Exercise details: Please take the lines from the one holding "if let Some(header)" through the one holding "self.form(&t.form);" in the data below and copy them exactly.
*** Records provided ***
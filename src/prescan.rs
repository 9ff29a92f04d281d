//! Finds the type names and imports a file declares by looking at its tokens
//! only. The resolver uses this to hand each file of a package the names its
//! siblings declare before anything is parsed.

use crate::lexer::{Keyword, Symbol, Token, TokenKind};

/// Names introduced by `typedef` and `#type`, in source order.
pub fn type_names(tokens: &[Token]) -> Vec<String> {
    let mut names = vec![];
    let mut i = 0;
    while i < tokens.len() {
        match &tokens[i].kind {
            TokenKind::Keyword(Keyword::Typedef) => {
                let (name, next) = typedef_name(tokens, i + 1);
                names.extend(name);
                i = next;
            }
            TokenKind::Macro(line) => {
                let mut words = line.trim_start_matches('#').split_whitespace();
                if let (Some("type"), Some(name)) = (words.next(), words.next()) {
                    names.push(name.to_string());
                }
                i += 1;
            }
            _ => i += 1,
        }
    }
    log::trace!("prescan found type names {:?}", names);
    names
}

/// Import paths, in source order.
pub fn imports(tokens: &[Token]) -> Vec<String> {
    tokens
        .windows(2)
        .filter_map(|pair| match (&pair[0].kind, &pair[1].kind) {
            (TokenKind::Keyword(Keyword::Import), TokenKind::String(path)) => Some(path.clone()),
            _ => None,
        })
        .collect()
}

/// Name declared by the typedef whose body starts at `start`, and the index
/// just past its `;`.
fn typedef_name(tokens: &[Token], start: usize) -> (Option<String>, usize) {
    let end = statement_end(tokens, start);
    let body = &tokens[start..end];
    let next = (end + 1).min(tokens.len());

    // typedef struct { ... } name;
    if let Some(open) = body.iter().position(|t| t.is_symbol(Symbol::LBrace)) {
        let after = skip_group(body, open, Symbol::LBrace, Symbol::RBrace);
        let name = body[after..].iter().find_map(|t| t.word()).map(str::to_string);
        return (name, next);
    }

    // typedef int (*handler)(int); drops the trailing parameter list first
    let mut rest = body;
    if rest.last().is_some_and(|t| t.is_symbol(Symbol::RParen)) {
        rest = &rest[..open_of_trailing_group(rest)];
    }
    let name = rest.iter().rev().find_map(|t| t.word()).map(str::to_string);
    (name, next)
}

/// Index of the `;` ending the declaration that starts at `start`, ignoring
/// semicolons inside braces.
fn statement_end(tokens: &[Token], start: usize) -> usize {
    let mut depth = 0usize;
    for (i, token) in tokens.iter().enumerate().skip(start) {
        match token.kind {
            TokenKind::Symbol(Symbol::LBrace) => depth += 1,
            TokenKind::Symbol(Symbol::RBrace) => depth = depth.saturating_sub(1),
            TokenKind::Symbol(Symbol::Semicolon) if depth == 0 => return i,
            TokenKind::Eof => return i,
            _ => {}
        }
    }
    tokens.len()
}

/// Index just past the group opened at `open`.
fn skip_group(tokens: &[Token], open: usize, left: Symbol, right: Symbol) -> usize {
    let mut depth = 0usize;
    for (i, token) in tokens.iter().enumerate().skip(open) {
        if token.is_symbol(left) {
            depth += 1;
        } else if token.is_symbol(right) {
            depth -= 1;
            if depth == 0 {
                return i + 1;
            }
        }
    }
    tokens.len()
}

/// Index of the `(` matching the final `)`.
fn open_of_trailing_group(tokens: &[Token]) -> usize {
    let mut depth = 0usize;
    for (i, token) in tokens.iter().enumerate().rev() {
        if token.is_symbol(Symbol::RParen) {
            depth += 1;
        } else if token.is_symbol(Symbol::LParen) {
            depth -= 1;
            if depth == 0 {
                return i;
            }
        }
    }
    0
}

#[cfg(test)]
mod tests {
    use super::*;
    use crate::lexer::Lexer;
    use test_log::test;

    fn names(source: &str) -> Vec<String> {
        type_names(&Lexer::tokenize(source))
    }

    #[test]
    fn simple_and_pointer_typedefs() {
        assert_eq!(
            names("typedef unsigned long u64;\ntypedef char *string;"),
            vec!["u64", "string"]
        );
    }

    #[test]
    fn struct_bodies_are_skipped() {
        assert_eq!(
            names("typedef struct { struct { int a; } inner; int b; } outer_t;\ntypedef int after;"),
            vec!["outer_t", "after"]
        );
    }

    #[test]
    fn function_typedefs() {
        assert_eq!(
            names("typedef int (*handler)(int, char *);\ntypedef void callback(void *data);"),
            vec!["handler", "callback"]
        );
    }

    #[test]
    fn type_directive() {
        assert_eq!(names("#type FILE\n#define X 1\nint x;"), vec!["FILE"]);
    }

    #[test]
    fn ignores_everything_else() {
        assert!(names("struct s { int a; };\nint f(void) { return 0; }").is_empty());
    }

    #[test]
    fn finds_imports() {
        let tokens = Lexer::tokenize("import \"./util\"\nimport \"io\";\nint x;");
        assert_eq!(imports(&tokens), vec!["./util", "io"]);
    }
}
use std::path::PathBuf;

use crate::lexer::Position;

#[derive(thiserror::Error, Debug)]
pub enum Error {
    #[error("{file}:{pos}: {message}")]
    Lex {
        file: String,
        pos: Position,
        message: String,
    },
    #[error("{file}:{pos}: expected {expected}, found {found}\n    near: {context}")]
    Syntax {
        file: String,
        pos: Position,
        expected: String,
        found: String,
        context: String,
    },
    #[error("{file}:{pos}: redefinition of type name `{name}`")]
    Redefinition {
        file: String,
        pos: Position,
        name: String,
    },
    #[error("{file}:{pos}: variable `{name}` cannot be marked `pub`")]
    PubVariable {
        file: String,
        pos: Position,
        name: String,
    },
    #[error("cannot resolve import \"{import}\" from {}; check that {env} points at the standard library", from.display())]
    ImportResolution {
        import: String,
        from: PathBuf,
        env: &'static str,
    },
    #[error("import cycle: {}", chain.iter().map(|p| p.display().to_string()).collect::<Vec<_>>().join(" -> "))]
    ImportCycle { chain: Vec<PathBuf> },
    #[error("import \"{path}\" was never resolved")]
    UnresolvedImport { path: String },
    #[error("conflicting definitions of `{name}`:\n{first}\n{second}")]
    ConflictingDefinition {
        name: String,
        first: String,
        second: String,
    },
    #[error("I/O error: {0}")]
    Io(#[from] std::io::Error),
    #[error("cannot read input: {0}")]
    Stdin(#[from] clap_stdin::StdinError),
    #[error("backend compiler exited with status {code}")]
    Backend { code: i32 },
}

pub type Result<T> = std::result::Result<T, Error>;

impl Error {
    /// Status the binary should exit with; backend failures are relayed as-is.
    pub fn exit_code(&self) -> i32 {
        match self {
            Error::Backend { code } => *code,
            _ => 1,
        }
    }
}
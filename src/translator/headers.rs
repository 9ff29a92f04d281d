use std::collections::BTreeSet;

use phf::{phf_map, phf_set};

use crate::parser::{
    BinaryOp, Declaration, Element, Expr, ForInit, Form, FormCore, Function, Modifier, Record, RecordBody,
    Stmt, Type, TypeName, TypePart,
};

/// Type names owned by a standard header, known to every parse.
pub static STANDARD_TYPES: phf::Set<&'static str> = phf_set! {
    "FILE", "fpos_t", "size_t", "ptrdiff_t", "wchar_t", "va_list", "bool",
    "int8_t", "int16_t", "int32_t", "int64_t",
    "uint8_t", "uint16_t", "uint32_t", "uint64_t",
    "intptr_t", "uintptr_t", "intmax_t", "uintmax_t",
    "time_t", "clock_t", "div_t", "ldiv_t",
};

/// Identifier -> the standard header that declares it.
pub static HEADERS: phf::Map<&'static str, &'static str> = phf_map! {
    // assert.h
    "assert" => "assert.h",
    // ctype.h
    "isalnum" => "ctype.h",
    "isalpha" => "ctype.h",
    "iscntrl" => "ctype.h",
    "isdigit" => "ctype.h",
    "isgraph" => "ctype.h",
    "islower" => "ctype.h",
    "isprint" => "ctype.h",
    "ispunct" => "ctype.h",
    "isspace" => "ctype.h",
    "isupper" => "ctype.h",
    "isxdigit" => "ctype.h",
    "tolower" => "ctype.h",
    "toupper" => "ctype.h",
    // errno.h
    "errno" => "errno.h",
    "EDOM" => "errno.h",
    "ERANGE" => "errno.h",
    "EINVAL" => "errno.h",
    "ENOENT" => "errno.h",
    "ENOMEM" => "errno.h",
    // limits.h
    "CHAR_BIT" => "limits.h",
    "CHAR_MAX" => "limits.h",
    "CHAR_MIN" => "limits.h",
    "SCHAR_MAX" => "limits.h",
    "SCHAR_MIN" => "limits.h",
    "UCHAR_MAX" => "limits.h",
    "SHRT_MAX" => "limits.h",
    "SHRT_MIN" => "limits.h",
    "USHRT_MAX" => "limits.h",
    "INT_MAX" => "limits.h",
    "INT_MIN" => "limits.h",
    "UINT_MAX" => "limits.h",
    "LONG_MAX" => "limits.h",
    "LONG_MIN" => "limits.h",
    "ULONG_MAX" => "limits.h",
    // math.h
    "acos" => "math.h",
    "asin" => "math.h",
    "atan" => "math.h",
    "atan2" => "math.h",
    "ceil" => "math.h",
    "cos" => "math.h",
    "cosh" => "math.h",
    "exp" => "math.h",
    "fabs" => "math.h",
    "floor" => "math.h",
    "fmod" => "math.h",
    "frexp" => "math.h",
    "ldexp" => "math.h",
    "log" => "math.h",
    "log10" => "math.h",
    "modf" => "math.h",
    "pow" => "math.h",
    "sin" => "math.h",
    "sinh" => "math.h",
    "sqrt" => "math.h",
    "tan" => "math.h",
    "tanh" => "math.h",
    "HUGE_VAL" => "math.h",
    // stdarg.h
    "va_list" => "stdarg.h",
    "va_start" => "stdarg.h",
    "va_arg" => "stdarg.h",
    "va_end" => "stdarg.h",
    "va_copy" => "stdarg.h",
    // stdbool.h
    "bool" => "stdbool.h",
    "true" => "stdbool.h",
    "false" => "stdbool.h",
    // stddef.h
    "size_t" => "stddef.h",
    "ptrdiff_t" => "stddef.h",
    "wchar_t" => "stddef.h",
    "NULL" => "stddef.h",
    "offsetof" => "stddef.h",
    // stdint.h
    "int8_t" => "stdint.h",
    "int16_t" => "stdint.h",
    "int32_t" => "stdint.h",
    "int64_t" => "stdint.h",
    "uint8_t" => "stdint.h",
    "uint16_t" => "stdint.h",
    "uint32_t" => "stdint.h",
    "uint64_t" => "stdint.h",
    "intptr_t" => "stdint.h",
    "uintptr_t" => "stdint.h",
    "intmax_t" => "stdint.h",
    "uintmax_t" => "stdint.h",
    "INT8_MAX" => "stdint.h",
    "INT16_MAX" => "stdint.h",
    "INT32_MAX" => "stdint.h",
    "INT64_MAX" => "stdint.h",
    "UINT8_MAX" => "stdint.h",
    "UINT16_MAX" => "stdint.h",
    "UINT32_MAX" => "stdint.h",
    "UINT64_MAX" => "stdint.h",
    "SIZE_MAX" => "stdint.h",
    // stdio.h
    "FILE" => "stdio.h",
    "fpos_t" => "stdio.h",
    "EOF" => "stdio.h",
    "BUFSIZ" => "stdio.h",
    "stdin" => "stdio.h",
    "stdout" => "stdio.h",
    "stderr" => "stdio.h",
    "printf" => "stdio.h",
    "fprintf" => "stdio.h",
    "sprintf" => "stdio.h",
    "snprintf" => "stdio.h",
    "vprintf" => "stdio.h",
    "vfprintf" => "stdio.h",
    "vsprintf" => "stdio.h",
    "vsnprintf" => "stdio.h",
    "scanf" => "stdio.h",
    "fscanf" => "stdio.h",
    "sscanf" => "stdio.h",
    "fopen" => "stdio.h",
    "freopen" => "stdio.h",
    "fclose" => "stdio.h",
    "fflush" => "stdio.h",
    "fread" => "stdio.h",
    "fwrite" => "stdio.h",
    "fgetc" => "stdio.h",
    "fgets" => "stdio.h",
    "fputc" => "stdio.h",
    "fputs" => "stdio.h",
    "getc" => "stdio.h",
    "getchar" => "stdio.h",
    "putc" => "stdio.h",
    "putchar" => "stdio.h",
    "puts" => "stdio.h",
    "ungetc" => "stdio.h",
    "fseek" => "stdio.h",
    "ftell" => "stdio.h",
    "rewind" => "stdio.h",
    "feof" => "stdio.h",
    "ferror" => "stdio.h",
    "perror" => "stdio.h",
    "remove" => "stdio.h",
    "rename" => "stdio.h",
    "SEEK_SET" => "stdio.h",
    "SEEK_CUR" => "stdio.h",
    "SEEK_END" => "stdio.h",
    // stdlib.h
    "malloc" => "stdlib.h",
    "calloc" => "stdlib.h",
    "realloc" => "stdlib.h",
    "free" => "stdlib.h",
    "abort" => "stdlib.h",
    "exit" => "stdlib.h",
    "atexit" => "stdlib.h",
    "getenv" => "stdlib.h",
    "system" => "stdlib.h",
    "atoi" => "stdlib.h",
    "atol" => "stdlib.h",
    "atof" => "stdlib.h",
    "strtol" => "stdlib.h",
    "strtoul" => "stdlib.h",
    "strtod" => "stdlib.h",
    "abs" => "stdlib.h",
    "labs" => "stdlib.h",
    "div" => "stdlib.h",
    "ldiv" => "stdlib.h",
    "div_t" => "stdlib.h",
    "ldiv_t" => "stdlib.h",
    "rand" => "stdlib.h",
    "srand" => "stdlib.h",
    "qsort" => "stdlib.h",
    "bsearch" => "stdlib.h",
    "EXIT_SUCCESS" => "stdlib.h",
    "EXIT_FAILURE" => "stdlib.h",
    "RAND_MAX" => "stdlib.h",
    // string.h
    "memcpy" => "string.h",
    "memmove" => "string.h",
    "memset" => "string.h",
    "memcmp" => "string.h",
    "memchr" => "string.h",
    "strcpy" => "string.h",
    "strncpy" => "string.h",
    "strcat" => "string.h",
    "strncat" => "string.h",
    "strcmp" => "string.h",
    "strncmp" => "string.h",
    "strchr" => "string.h",
    "strrchr" => "string.h",
    "strstr" => "string.h",
    "strlen" => "string.h",
    "strerror" => "string.h",
    "strtok" => "string.h",
    "strspn" => "string.h",
    "strcspn" => "string.h",
    "strpbrk" => "string.h",
    // time.h
    "time_t" => "time.h",
    "clock_t" => "time.h",
    "time" => "time.h",
    "clock" => "time.h",
    "difftime" => "time.h",
    "mktime" => "time.h",
    "localtime" => "time.h",
    "gmtime" => "time.h",
    "strftime" => "time.h",
    "CLOCKS_PER_SEC" => "time.h",
};

/// Collects every identifier a module refers to and returns the headers
/// declaring them, sorted and without repeats.
pub fn infer(elements: &[Element]) -> Vec<&'static str> {
    let mut seen = Collector::default();
    for element in elements {
        seen.element(element);
    }
    seen.headers.into_iter().collect()
}

#[derive(Default)]
struct Collector {
    headers: BTreeSet<&'static str>,
}

impl Collector {
    fn name(&mut self, name: &str) {
        if let Some(header) = HEADERS.get(name) {
            self.headers.insert(*header);
        }
    }

    fn element(&mut self, element: &Element) {
        match element {
            Element::Typedef(t) => {
                self.ty(&t.ty);
                self.form(&t.form);
            }
            Element::StructDef(s) => s.fields.iter().for_each(|d| self.declaration(d)),
            Element::EnumDef(e) => e
                .variants
                .iter()
                .filter_map(|v| v.value.as_ref())
                .for_each(|v| self.expr(v)),
            Element::Function(f) => self.function(f),
            Element::Variable(d) => self.declaration(d),
            Element::Import(_)
            | Element::Include(_)
            | Element::Macro(_)
            | Element::TypeDirective(_)
            | Element::Link(_)
            | Element::StructForward(_) => {}
        }
    }

    fn function(&mut self, function: &Function) {
        self.ty(&function.ty);
        self.form(&function.form);
        for stmt in function.body.iter().flatten() {
            self.stmt(stmt);
        }
    }

    fn ty(&mut self, ty: &Type) {
        for part in &ty.parts {
            match part {
                TypePart::Keyword(_) => {}
                TypePart::Name(name) => self.name(name),
                TypePart::Record(Record { body, .. }) => match body {
                    Some(RecordBody::Fields(fields)) => fields.iter().for_each(|d| self.declaration(d)),
                    Some(RecordBody::Enumerators(variants)) => variants
                        .iter()
                        .filter_map(|v| v.value.as_ref())
                        .for_each(|v| self.expr(v)),
                    None => {}
                },
            }
        }
    }

    // The declared name itself is not a reference.
    fn form(&mut self, form: &Form) {
        if let FormCore::Nested(inner) = &form.core {
            self.form(inner);
        }
        for modifier in &form.modifiers {
            match modifier {
                Modifier::Array(Some(size)) => self.expr(size),
                Modifier::Array(None) => {}
                Modifier::Params(params) => {
                    for param in &params.params {
                        self.ty(&param.ty);
                        self.form(&param.form);
                    }
                }
            }
        }
    }

    fn type_name(&mut self, type_name: &TypeName) {
        self.ty(&type_name.ty);
        self.form(&type_name.form);
    }

    fn declaration(&mut self, declaration: &Declaration) {
        self.ty(&declaration.ty);
        for declarator in &declaration.declarators {
            self.form(&declarator.form);
            if let Some(init) = &declarator.init {
                self.expr(init);
            }
        }
    }

    fn stmt(&mut self, stmt: &Stmt) {
        match stmt {
            Stmt::Block(stmts) => stmts.iter().for_each(|s| self.stmt(s)),
            Stmt::If {
                cond,
                then,
                otherwise,
            } => {
                self.expr(cond);
                self.stmt(then);
                if let Some(otherwise) = otherwise {
                    self.stmt(otherwise);
                }
            }
            Stmt::While { cond, body } | Stmt::DoWhile { body, cond } => {
                self.expr(cond);
                self.stmt(body);
            }
            Stmt::For {
                init,
                cond,
                step,
                body,
            } => {
                match init {
                    Some(ForInit::Declaration(d)) => self.declaration(d),
                    Some(ForInit::Expr(e)) => self.expr(e),
                    None => {}
                }
                cond.iter().chain(step.iter()).for_each(|e| self.expr(e));
                self.stmt(body);
            }
            Stmt::Switch { value, cases } => {
                self.expr(value);
                for case in cases {
                    if let Some(label) = &case.label {
                        self.expr(label);
                    }
                    case.body.iter().for_each(|s| self.stmt(s));
                }
            }
            Stmt::Return(value) => value.iter().for_each(|e| self.expr(e)),
            Stmt::Defer(e) | Stmt::Expr(e) => self.expr(e),
            Stmt::Declaration(d) => self.declaration(d),
            Stmt::Break | Stmt::Continue | Stmt::Empty => {}
        }
    }

    fn expr(&mut self, expr: &Expr) {
        match expr {
            Expr::Binary(BinaryOp::Member | BinaryOp::PtrMember, lhs, rhs) => {
                self.expr(lhs);
                self.member(rhs);
            }
            Expr::Binary(_, lhs, rhs) => {
                self.expr(lhs);
                self.expr(rhs);
            }
            Expr::Conditional(cond, then, otherwise) => {
                self.expr(cond);
                self.expr(then);
                self.expr(otherwise);
            }
            Expr::Prefix(_, e) | Expr::Postfix(_, e) | Expr::SizeofExpr(e) => self.expr(e),
            Expr::Cast(ty, e) => {
                self.type_name(ty);
                self.expr(e);
            }
            Expr::SizeofType(ty) => self.type_name(ty),
            Expr::Ident(name) => self.name(name),
            Expr::Literal(_) => {}
            Expr::Call(callee, args) => {
                self.expr(callee);
                args.iter().for_each(|a| self.expr(a));
            }
            Expr::Index(base, index) => {
                self.expr(base);
                self.expr(index);
            }
            Expr::ArrayLiteral(entries) => {
                for entry in entries {
                    if let Some(index) = &entry.index {
                        self.expr(index);
                    }
                    self.expr(&entry.value);
                }
            }
            Expr::StructLiteral(members) => members.iter().for_each(|m| self.expr(&m.value)),
        }
    }

    /// The right side of `.`/`->`: skip the member name itself but keep
    /// looking inside call arguments and index expressions hanging off it.
    fn member(&mut self, expr: &Expr) {
        match expr {
            Expr::Ident(_) => {}
            Expr::Call(callee, args) => {
                self.member(callee);
                args.iter().for_each(|a| self.expr(a));
            }
            Expr::Index(base, index) => {
                self.member(base);
                self.expr(index);
            }
            Expr::Postfix(_, e) => self.member(e),
            other => self.expr(other),
        }
    }
}

#[cfg(test)]
mod tests {
    use std::path::Path;

    use super::*;
    use crate::parser::{parse_source, TypeNames};
    use test_log::test;

    fn headers(source: &str) -> Vec<&'static str> {
        let module = parse_source(source, &mut TypeNames::with_standard(), Path::new("t.c")).unwrap();
        infer(&module.elements)
    }

    #[test]
    fn calls_types_and_constants() {
        let found = headers(
            "size_t count(const char *s) { return strlen(s); }\nint main(void) { printf(\"%d\\n\", INT_MAX); return EXIT_SUCCESS; }",
        );
        assert_eq!(found, vec!["limits.h", "stddef.h", "stdio.h", "stdlib.h", "string.h"]);
    }

    #[test]
    fn sorted_and_deduplicated() {
        let found = headers("void f(void) { free(malloc(1)); free(0); }");
        assert_eq!(found, vec!["stdlib.h"]);
    }

    #[test]
    fn member_names_are_not_references() {
        let found = headers("struct s { int time; };\nint f(struct s *p) { return p->time + (*p).time; }");
        assert!(found.is_empty());
    }

    #[test]
    fn every_standard_type_has_a_header() {
        for name in STANDARD_TYPES.iter() {
            assert!(HEADERS.contains_key(*name), "{} has no header", name);
        }
    }

    #[test]
    fn nothing_for_plain_code() {
        assert!(headers("int add(int a, int b) { return a + b; }").is_empty());
    }
}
*** End of Records provided ***
Written reply:
        if let Some(header) = HEADERS.get(name) {
            self.headers.insert(*header);
        }
    }

    fn element(&mut self, element: &Element) {
        match element {
            Element::Typedef(t) => {
                self.ty(&t.ty);
                self.form(&t.form);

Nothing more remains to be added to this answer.